_What to do_
Copy every line of the data in which the word "await" occurs.

_Saved data entries_
++++++
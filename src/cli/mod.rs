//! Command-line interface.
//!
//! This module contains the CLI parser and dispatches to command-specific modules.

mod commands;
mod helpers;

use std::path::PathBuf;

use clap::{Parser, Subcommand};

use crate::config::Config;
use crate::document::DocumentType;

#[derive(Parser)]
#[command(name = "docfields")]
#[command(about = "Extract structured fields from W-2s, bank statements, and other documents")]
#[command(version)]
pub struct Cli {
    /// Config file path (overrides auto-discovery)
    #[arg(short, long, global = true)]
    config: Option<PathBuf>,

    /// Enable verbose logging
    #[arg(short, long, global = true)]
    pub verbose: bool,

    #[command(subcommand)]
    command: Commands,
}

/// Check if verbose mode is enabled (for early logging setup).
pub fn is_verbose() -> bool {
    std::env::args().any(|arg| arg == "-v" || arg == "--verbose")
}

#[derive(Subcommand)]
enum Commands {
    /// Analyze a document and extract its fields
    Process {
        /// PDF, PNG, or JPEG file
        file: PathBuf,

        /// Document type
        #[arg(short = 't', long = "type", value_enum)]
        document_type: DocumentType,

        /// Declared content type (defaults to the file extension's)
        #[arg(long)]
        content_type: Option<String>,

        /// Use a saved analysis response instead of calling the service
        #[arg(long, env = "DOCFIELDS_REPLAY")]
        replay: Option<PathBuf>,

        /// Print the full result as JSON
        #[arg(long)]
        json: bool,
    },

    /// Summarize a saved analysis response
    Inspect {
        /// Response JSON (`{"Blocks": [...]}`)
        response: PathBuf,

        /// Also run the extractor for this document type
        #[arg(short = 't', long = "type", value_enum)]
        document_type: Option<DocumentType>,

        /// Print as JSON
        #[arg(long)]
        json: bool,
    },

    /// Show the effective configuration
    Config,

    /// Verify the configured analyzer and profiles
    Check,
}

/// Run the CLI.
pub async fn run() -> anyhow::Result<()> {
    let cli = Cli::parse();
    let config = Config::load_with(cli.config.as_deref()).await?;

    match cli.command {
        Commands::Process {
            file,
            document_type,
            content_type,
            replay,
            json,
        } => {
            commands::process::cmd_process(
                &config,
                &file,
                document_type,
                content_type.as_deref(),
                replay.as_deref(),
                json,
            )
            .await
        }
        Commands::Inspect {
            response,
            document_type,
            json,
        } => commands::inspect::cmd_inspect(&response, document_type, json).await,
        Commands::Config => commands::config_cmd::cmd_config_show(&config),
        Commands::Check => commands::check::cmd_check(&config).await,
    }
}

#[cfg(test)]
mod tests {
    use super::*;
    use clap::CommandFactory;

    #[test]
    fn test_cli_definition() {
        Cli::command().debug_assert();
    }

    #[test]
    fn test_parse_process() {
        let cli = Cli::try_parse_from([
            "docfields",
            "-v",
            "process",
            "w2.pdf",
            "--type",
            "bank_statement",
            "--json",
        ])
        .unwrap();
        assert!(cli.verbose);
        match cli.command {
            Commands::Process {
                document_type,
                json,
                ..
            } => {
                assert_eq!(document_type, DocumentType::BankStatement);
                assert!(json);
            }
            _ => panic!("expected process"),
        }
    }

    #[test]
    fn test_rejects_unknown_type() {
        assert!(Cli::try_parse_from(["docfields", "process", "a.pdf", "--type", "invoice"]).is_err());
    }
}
++++++
_Response to this task_
    let config = Config::load_with(cli.config.as_deref()).await?;
            .await
        } => commands::inspect::cmd_inspect(&response, document_type, json).await,
        Commands::Check => commands::check::cmd_check(&config).await,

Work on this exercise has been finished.